Patients and methods
The study comprised 28 patients (56 groins) with Stage I (one), Stage II (11) and Stage III (16) carcinoma of the penis. All patients underwent a detailed clinical examination followed by FNAC of the palpable inguinal nodes, and were subsequently submitted for block dissection. The MIN, the SN and the rest of the inguinal and iliac nodes were histologically examined separately for metastases.
Results
The clinical evaluation had a sensitivity of 74%, a specificity of 61%, a PPV of 57% and a NPV of 77%. The corresponding values for FNAC were all 100%, and the specificity and PPV for both MIN and SN were 100%. The sensitivity and NPV of MIN were higher than for SN, although not significantly so.
Conclusion
Clinical examination alone is inaccurate in selecting patients with carcinoma of the penis for block dissection.

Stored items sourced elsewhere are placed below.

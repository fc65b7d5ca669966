//! # arity-lint-core
//!
//! Core framework for arity linting of JavaScript and TypeScript sources.
//!
//! This crate provides the foundational traits and types for building
//! arity rules. It includes:
//!
//! - [`syntax`]: Tree-sitter parsing lowered into a typed [`SourceTree`]
//!   with a [`Visit`] trait for callbacks
//! - [`LimitOptions`] for resolving per-key limits over a global default
//! - [`Rule`] trait for per-file rules
//! - [`Analyzer`] for orchestrating lint execution
//! - [`Violation`] for representing lint findings
//!
//! ## Example
//!
//! ```ignore
//! use arity_lint_core::Analyzer;
//!
//! let analyzer = Analyzer::builder()
//!     .root("./src")
//!     .rule(MyRule::new())
//!     .build()?;
//!
//! let result = analyzer.analyze()?;
//! ```

#![forbid(unsafe_code)]
#![warn(missing_docs)]

mod analyzer;
mod config;
mod context;
mod options;
mod rule;
mod types;

/// Typed syntax model and parsing.
pub mod syntax;

pub use analyzer::{Analyzer, AnalyzerBuilder, AnalyzerError};
pub use config::{AnalyzerConfig, Config, ConfigError, RuleConfig};
pub use context::FileContext;
pub use options::{Limit, LimitOptions, GLOBAL_KEY, MIN_LIMIT};
pub use rule::{Rule, RuleBox};
pub use syntax::{SourceTree, Visit};
pub use types::{
    ExceedData, LintResult, Location, Severity, Suggestion, Violation, ViolationDiagnostic,
};
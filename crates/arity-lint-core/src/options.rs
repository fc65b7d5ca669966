//! Limit options and their resolution.
//!
//! A rule's limit options map override keys (call-target names or
//! signature categories) to integer ceilings, plus the reserved
//! [`GLOBAL_KEY`] fallback. A negative value disables the check for that
//! key. Configuredness is always decided by key presence, so a limit of
//! `0` is enforced rather than mistaken for "unset".

use std::collections::BTreeMap;

use crate::config::{ConfigError, RuleConfig};

/// Reserved key carrying the fallback limit.
pub const GLOBAL_KEY: &str = "global";

/// Smallest value accepted for a limit; `-1` means "no limit".
pub const MIN_LIMIT: i64 = -1;

/// Effective ceiling for one lookup key.
#[derive(Debug, Clone, Copy, PartialEq, Eq, Hash)]
pub enum Limit {
    /// No ceiling; the check never reports.
    Unbounded,
    /// At most this many.
    Max(u32),
}

impl Limit {
    /// Converts a raw configured value; negative values disable the check.
    #[must_use]
    pub fn from_raw(value: i64) -> Self {
        u32::try_from(value).map_or(Self::Unbounded, Self::Max)
    }

    /// Returns the ceiling when `count` exceeds it.
    #[must_use]
    pub fn exceeded_by(self, count: usize) -> Option<u32> {
        match self {
            Self::Unbounded => None,
            Self::Max(max) => (count > max as usize).then_some(max),
        }
    }
}

/// Immutable map of limit overrides, parsed once per rule activation.
#[derive(Debug, Clone, Default, PartialEq, Eq)]
pub struct LimitOptions {
    limits: BTreeMap<String, i64>,
}

impl LimitOptions {
    /// Creates an empty option set.
    #[must_use]
    pub fn new() -> Self {
        Self::default()
    }

    /// Adds or replaces one limit.
    #[must_use]
    pub fn with(mut self, key: impl Into<String>, limit: i64) -> Self {
        self.limits.insert(key.into(), limit);
        self
    }

    /// Builds limit options from a rule's configuration table.
    ///
    /// Every option other than `enabled` and `severity` is a limit. When
    /// `allowed_keys` is given, keys outside it are rejected.
    ///
    /// # Errors
    ///
    /// Returns [`ConfigError::InvalidLimit`] for values that are not
    /// integers of at least `-1`, and [`ConfigError::UnknownOption`] for
    /// keys outside `allowed_keys`.
    pub fn from_rule_config(
        rule: &str,
        config: &RuleConfig,
        allowed_keys: Option<&[&str]>,
    ) -> Result<Self, ConfigError> {
        let mut limits = BTreeMap::new();

        for (key, value) in &config.options {
            if let Some(allowed) = allowed_keys {
                if !allowed.contains(&key.as_str()) {
                    return Err(ConfigError::UnknownOption {
                        rule: rule.to_string(),
                        key: key.clone(),
                    });
                }
            }

            let limit = value
                .as_integer()
                .filter(|v| *v >= MIN_LIMIT)
                .ok_or_else(|| ConfigError::InvalidLimit {
                    rule: rule.to_string(),
                    key: key.clone(),
                    value: value.to_string(),
                })?;

            limits.insert(key.clone(), limit);
        }

        Ok(Self { limits })
    }

    /// Returns true if no limits are configured at all.
    #[must_use]
    pub fn is_empty(&self) -> bool {
        self.limits.is_empty()
    }

    /// Returns true if `key` has a configured value, including `0` and negatives.
    #[must_use]
    pub fn is_configured(&self, key: &str) -> bool {
        self.limits.contains_key(key)
    }

    /// Returns the raw configured value for `key`.
    #[must_use]
    pub fn get(&self, key: &str) -> Option<i64> {
        self.limits.get(key).copied()
    }

    /// Resolves the effective limit for a lookup key.
    ///
    /// A configured `key` wins; otherwise `global` applies; otherwise the
    /// check is unbounded. An empty key never matches a specific override.
    #[must_use]
    pub fn resolve(&self, key: &str) -> Limit {
        let specific = if key.is_empty() { None } else { self.get(key) };
        specific
            .or_else(|| self.get(GLOBAL_KEY))
            .map_or(Limit::Unbounded, Limit::from_raw)
    }

    /// Iterates over configured keys and raw values, sorted by key.
    pub fn iter(&self) -> impl Iterator<Item = (&str, i64)> {
        self.limits.iter().map(|(k, v)| (k.as_str(), *v))
    }
}

#[cfg(test)]
mod tests {
    use super::*;

    fn rule_config(toml: &str) -> RuleConfig {
        toml::from_str(toml).expect("valid rule table")
    }

    #[test]
    fn test_zero_is_configured() {
        let options = LimitOptions::new().with("key", 0);
        assert!(options.is_configured("key"));
        assert!(!options.is_configured("notTheKey"));
        assert!(!LimitOptions::new().is_configured("key"));
    }

    #[test]
    fn test_specific_key_wins_over_global() {
        let options = LimitOptions::new().with("foo", 3).with(GLOBAL_KEY, 1);
        assert_eq!(options.resolve("foo"), Limit::Max(3));
        assert_eq!(options.resolve("bar"), Limit::Max(1));
    }

    #[test]
    fn test_zero_override_is_not_unset() {
        let options = LimitOptions::new().with("funcExpression", 0).with(GLOBAL_KEY, 4);
        assert_eq!(options.resolve("funcExpression"), Limit::Max(0));
    }

    #[test]
    fn test_negative_override_disables_despite_global() {
        let options = LimitOptions::new()
            .with("arrowFuncExpression", -1)
            .with(GLOBAL_KEY, 1);
        assert_eq!(options.resolve("arrowFuncExpression"), Limit::Unbounded);
        assert_eq!(options.resolve("funcDefinition"), Limit::Max(1));
    }

    #[test]
    fn test_nothing_configured_is_unbounded() {
        assert_eq!(LimitOptions::new().resolve("foo"), Limit::Unbounded);
        let options = LimitOptions::new().with("foo", 2);
        assert_eq!(options.resolve("bar"), Limit::Unbounded);
    }

    #[test]
    fn test_empty_key_only_sees_global() {
        let options = LimitOptions::new().with("", 0).with(GLOBAL_KEY, 5);
        assert_eq!(options.resolve(""), Limit::Max(5));
        assert_eq!(LimitOptions::new().with("", 0).resolve(""), Limit::Unbounded);
    }

    #[test]
    fn test_resolution_is_repeatable() {
        let options = LimitOptions::new().with("foo", 3).with(GLOBAL_KEY, 1);
        let first: Vec<Limit> = ["foo", "bar", ""].iter().map(|k| options.resolve(k)).collect();
        let second: Vec<Limit> = ["foo", "bar", ""].iter().map(|k| options.resolve(k)).collect();
        assert_eq!(first, second);
    }

    #[test]
    fn test_exceeded_by() {
        assert_eq!(Limit::Max(1).exceeded_by(1), None);
        assert_eq!(Limit::Max(1).exceeded_by(2), Some(1));
        assert_eq!(Limit::Max(0).exceeded_by(0), None);
        assert_eq!(Limit::Max(0).exceeded_by(1), Some(0));
        assert_eq!(Limit::Unbounded.exceeded_by(usize::MAX), None);
    }

    #[test]
    fn test_from_raw_maps_negatives_to_unbounded() {
        assert_eq!(Limit::from_raw(-1), Limit::Unbounded);
        assert_eq!(Limit::from_raw(-7), Limit::Unbounded);
        assert_eq!(Limit::from_raw(0), Limit::Max(0));
        assert_eq!(Limit::from_raw(4), Limit::Max(4));
    }

    #[test]
    fn test_from_rule_config_skips_reserved_fields() {
        let config = rule_config("enabled = true\nseverity = \"warning\"\nfoo = 3\nglobal = 1\n");
        let options = LimitOptions::from_rule_config("func-args", &config, None).expect("valid");
        let keys: Vec<&str> = options.iter().map(|(k, _)| k).collect();
        assert_eq!(keys, vec!["foo", "global"]);
    }

    #[test]
    fn test_from_rule_config_rejects_non_integers() {
        let config = rule_config("foo = \"three\"\n");
        let err = LimitOptions::from_rule_config("func-args", &config, None).unwrap_err();
        assert!(matches!(err, ConfigError::InvalidLimit { ref key, .. } if key == "foo"));
    }

    #[test]
    fn test_from_rule_config_rejects_below_minus_one() {
        let config = rule_config("global = -2\n");
        assert!(LimitOptions::from_rule_config("func-params", &config, None).is_err());
    }

    #[test]
    fn test_from_rule_config_rejects_unknown_keys() {
        let config = rule_config("funcDefinition = 2\nfuncDefinitions = 3\n");
        let err = LimitOptions::from_rule_config(
            "func-params",
            &config,
            Some(&["global", "funcDefinition"]),
        )
        .unwrap_err();
        assert!(
            matches!(err, ConfigError::UnknownOption { ref key, .. } if key == "funcDefinitions")
        );
    }

    #[test]
    fn test_empty_table_is_empty_options() {
        let options =
            LimitOptions::from_rule_config("func-args", &RuleConfig::default(), None).expect("ok");
        assert!(options.is_empty());
    }
}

FNAC is accurate and specific when nodes are palpable; in those with impalpable nodes a preliminary MIN biopsy followed by SNB if the MIN biopsy is negative will accurately select all patients with metastases in the groin nodes. This can be performed by examining frozen sections of the lymph nodes; if positive, block dissection can be carried out at the same time.